• _WORK TASK_:
For each line in the records, produce an exact copy.

---- INFORMATION GIVEN

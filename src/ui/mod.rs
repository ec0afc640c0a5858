pub mod progress;
pub mod output;
pub mod signals;

pub use progress::{DayBar, OperationProgress, ProgressManager};
pub use output::{OutputFormatter, OutputMode, ProgressAwareOutput};
pub use signals::GracefulShutdown;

--------

• _EXERCISE ANSWER_:
filename src/ui/mod.rs
repository ec0afc640c0a5858
pub mod progress;
pub mod output;
pub mod signals;

pub use progress::{DayBar, OperationProgress, ProgressManager};
pub use output::{OutputFormatter, OutputMode, ProgressAwareOutput};
pub use signals::GracefulShutdown;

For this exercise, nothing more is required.